Brief
In the entries below, find the line with "assert!(InstanceStatus::Failed.is_terminal());" and the line with "repository 3421ab158a5a86a0". Print those two and everything between them exactly, and nothing else.

Entries provided
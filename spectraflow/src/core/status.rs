//! Instance status and edge kind enums.

use serde::{Deserialize, Serialize};
use std::fmt;

/// Whether a dependency gates scheduling.
#[derive(Debug, Clone, Copy, PartialEq, Eq, Hash, PartialOrd, Ord, Serialize, Deserialize)]
#[serde(rename_all = "snake_case")]
pub enum EdgeKind {
    /// The producer must succeed before the consumer may run.
    Required,
    /// Informational; a missing producer never blocks the consumer.
    Optional,
}

impl fmt::Display for EdgeKind {
    fn fmt(&self, f: &mut fmt::Formatter<'_>) -> fmt::Result {
        match self {
            Self::Required => write!(f, "required"),
            Self::Optional => write!(f, "optional"),
        }
    }
}

/// The execution status of a stage instance.
#[derive(Debug, Clone, Copy, PartialEq, Eq, Hash, Default, Serialize, Deserialize)]
#[serde(rename_all = "snake_case")]
pub enum InstanceStatus {
    /// Waiting for its batch.
    #[default]
    Pending,
    /// All required producers succeeded; about to be handed to the executor.
    Ready,
    /// Handed to the executor.
    Running,
    /// The executor reported every declared output.
    Succeeded,
    /// The executor reported an error or missed an output.
    Failed,
    /// Never ran: a required producer did not succeed, the instance was
    /// unresolvable, or the run was cancelled.
    Skipped,
}

impl fmt::Display for InstanceStatus {
    fn fmt(&self, f: &mut fmt::Formatter<'_>) -> fmt::Result {
        match self {
            Self::Pending => write!(f, "pending"),
            Self::Ready => write!(f, "ready"),
            Self::Running => write!(f, "running"),
            Self::Succeeded => write!(f, "succeeded"),
            Self::Failed => write!(f, "failed"),
            Self::Skipped => write!(f, "skipped"),
        }
    }
}

impl InstanceStatus {
    /// Returns true if the status represents a terminal state.
    #[must_use]
    pub fn is_terminal(&self) -> bool {
        matches!(self, Self::Succeeded | Self::Failed | Self::Skipped)
    }

    /// Returns true if the transition is allowed.
    ///
    /// `pending -> ready -> running -> succeeded|failed`, and any non-terminal
    /// state other than `running` may become `skipped`.
    #[must_use]
    pub fn can_transition_to(&self, next: Self) -> bool {
        matches!(
            (self, next),
            (Self::Pending, Self::Ready)
                | (Self::Ready, Self::Running)
                | (Self::Running, Self::Succeeded | Self::Failed)
                | (Self::Pending | Self::Ready, Self::Skipped)
        )
    }
}

#[cfg(test)]
mod tests {
    use super::*;

    #[test]
    fn test_instance_status_display() {
        assert_eq!(InstanceStatus::Pending.to_string(), "pending");
        assert_eq!(InstanceStatus::Succeeded.to_string(), "succeeded");
        assert_eq!(InstanceStatus::Skipped.to_string(), "skipped");
    }

    #[test]
    fn test_instance_status_is_terminal() {
        assert!(InstanceStatus::Succeeded.is_terminal());
        assert!(InstanceStatus::Failed.is_terminal());
        assert!(InstanceStatus::Skipped.is_terminal());
        assert!(!InstanceStatus::Pending.is_terminal());
        assert!(!InstanceStatus::Running.is_terminal());
    }

    #[test]
    fn test_transitions() {
        use InstanceStatus::*;
        assert!(Pending.can_transition_to(Ready));
        assert!(Ready.can_transition_to(Running));
        assert!(Running.can_transition_to(Failed));
        assert!(Pending.can_transition_to(Skipped));
        assert!(!Running.can_transition_to(Skipped));
        assert!(!Succeeded.can_transition_to(Failed));
        assert!(!Pending.can_transition_to(Succeeded));
    }

    #[test]
    fn test_serialize() {
        let json = serde_json::to_string(&InstanceStatus::Succeeded).unwrap();
        assert_eq!(json, r#""succeeded""#);
        let kind: EdgeKind = serde_json::from_str(r#""optional""#).unwrap();
        assert_eq!(kind, EdgeKind::Optional);
    }
}
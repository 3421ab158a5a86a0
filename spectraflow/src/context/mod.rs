//! Explicit per-run context threaded through the builder and scheduler.

mod run;

pub use run::RunContext;
//! Pipeline facade.
//!
//! A [`Pipeline`] ties a stage registry to scheduler settings. Preparing a
//! run builds, validates and plans the instance graph; every fatal error
//! surfaces there, before any instance executes.

mod integration_tests;

use crate::context::RunContext;
use crate::domain::{self, DomainProbe, ParameterDomain};
use crate::errors::SpectraflowError;
use crate::executor::ExecutorAdapter;
use crate::graph::{Diagnostic, GraphBuilder, InstanceGraph, ValidationReport, Validator};
use crate::observability::SpanTimer;
use crate::registry::StageRegistry;
use crate::scheduler::{ExecutionPlan, RunReport, Scheduler, SchedulerConfig};
use serde::{Deserialize, Serialize};
use std::sync::Arc;
use tracing::{info, warn};

/// A registry plus scheduler settings.
#[derive(Debug, Clone)]
pub struct Pipeline {
    registry: Arc<StageRegistry>,
    config: SchedulerConfig,
}

impl Pipeline {
    /// Creates a pipeline with default scheduler settings.
    #[must_use]
    pub fn new(registry: StageRegistry) -> Self {
        Self {
            registry: Arc::new(registry),
            config: SchedulerConfig::default(),
        }
    }

    /// Sets the scheduler settings.
    #[must_use]
    pub fn with_config(mut self, config: SchedulerConfig) -> Self {
        self.config = config;
        self
    }

    /// The stage registry.
    #[must_use]
    pub fn registry(&self) -> &StageRegistry {
        &self.registry
    }

    /// The scheduler settings.
    #[must_use]
    pub fn config(&self) -> &SchedulerConfig {
        &self.config
    }

    /// Discovers the parameter domain for this pipeline's stages.
    ///
    /// # Errors
    ///
    /// See [`domain::discover`].
    pub fn discover(&self, probe: &dyn DomainProbe) -> Result<ParameterDomain, SpectraflowError> {
        domain::discover(probe, &self.registry)
    }

    /// Builds, validates and plans the instance graph for the context's
    /// domain.
    ///
    /// Unresolvable instances are not an error: they are reported in the
    /// validation report and excluded from the plan.
    ///
    /// # Errors
    ///
    /// Returns configuration errors from expansion, and ambiguity, cycle or
    /// duplicate-claim errors from graph construction and validation.
    pub fn prepare(&self, ctx: &RunContext) -> Result<PreparedRun, SpectraflowError> {
        let timer = SpanTimer::start("pipeline.prepare");
        let graph = GraphBuilder::new(&self.registry, ctx.domain()).build()?;
        let validation = Validator::validate(&graph)?;
        for diagnostic in &validation.diagnostics {
            warn!(run_id = %ctx.run_id(), "{diagnostic}");
        }
        let plan = ExecutionPlan::compute(&graph, &validation, &self.config)?;

        info!(
            run_id = %ctx.run_id(),
            instances = graph.len(),
            edges = graph.edges().len(),
            batches = plan.batches().len(),
            excluded = plan.excluded().len(),
            duration_ms = timer.finish(),
            "Prepared run"
        );
        Ok(PreparedRun {
            graph: Arc::new(graph),
            validation,
            plan,
            scheduler: Scheduler::new(self.config),
        })
    }
}

/// A validated, planned graph ready to execute.
#[derive(Debug, Clone)]
pub struct PreparedRun {
    graph: Arc<InstanceGraph>,
    validation: ValidationReport,
    plan: ExecutionPlan,
    scheduler: Scheduler,
}

impl PreparedRun {
    /// The instance graph.
    #[must_use]
    pub fn graph(&self) -> &InstanceGraph {
        &self.graph
    }

    /// The validation report.
    #[must_use]
    pub fn validation(&self) -> &ValidationReport {
        &self.validation
    }

    /// The execution plan.
    #[must_use]
    pub fn plan(&self) -> &ExecutionPlan {
        &self.plan
    }

    /// Describes the plan by instance key.
    #[must_use]
    pub fn describe(&self) -> PlanDescription {
        let key = |id| {
            self.graph
                .instance(id)
                .map_or_else(|| id.to_string(), crate::graph::StageInstance::key)
        };
        PlanDescription {
            fingerprint: self.graph.fingerprint(),
            instances: self.graph.len(),
            edges: self.graph.edges().len(),
            batches: self
                .plan
                .batches()
                .iter()
                .map(|batch| batch.iter().map(|id| key(*id)).collect())
                .collect(),
            excluded: self.validation.diagnostics.clone(),
        }
    }

    /// Executes the plan.
    pub async fn execute(&self, executor: Arc<dyn ExecutorAdapter>, ctx: &RunContext) -> RunReport {
        self.scheduler
            .run(Arc::clone(&self.graph), &self.plan, executor, ctx)
            .await
    }
}

/// A printable view of a prepared run.
#[derive(Debug, Clone, PartialEq, Eq, Serialize, Deserialize)]
pub struct PlanDescription {
    /// Graph fingerprint.
    pub fingerprint: String,
    /// Instance count, including excluded instances.
    pub instances: usize,
    /// Dependency edge count.
    pub edges: usize,
    /// Instance keys per batch.
    pub batches: Vec<Vec<String>>,
    /// Excluded instances and why.
    pub excluded: Vec<Diagnostic>,
}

Answer to the exercise
        assert!(InstanceStatus::Failed.is_terminal());
        assert!(InstanceStatus::Skipped.is_terminal());
        assert!(!InstanceStatus::Pending.is_terminal());
        assert!(!InstanceStatus::Running.is_terminal());
    }

    #[test]
    fn test_transitions() {
        use InstanceStatus::*;
        assert!(Pending.can_transition_to(Ready));
        assert!(Ready.can_transition_to(Running));
        assert!(Running.can_transition_to(Failed));
        assert!(Pending.can_transition_to(Skipped));
        assert!(!Running.can_transition_to(Skipped));
        assert!(!Succeeded.can_transition_to(Failed));
        assert!(!Pending.can_transition_to(Succeeded));
    }

    #[test]
    fn test_serialize() {
        let json = serde_json::to_string(&InstanceStatus::Succeeded).unwrap();
        assert_eq!(json, r#""succeeded""#);
        let kind: EdgeKind = serde_json::from_str(r#""optional""#).unwrap();
        assert_eq!(kind, EdgeKind::Optional);
    }
}
repository 3421ab158a5a86a0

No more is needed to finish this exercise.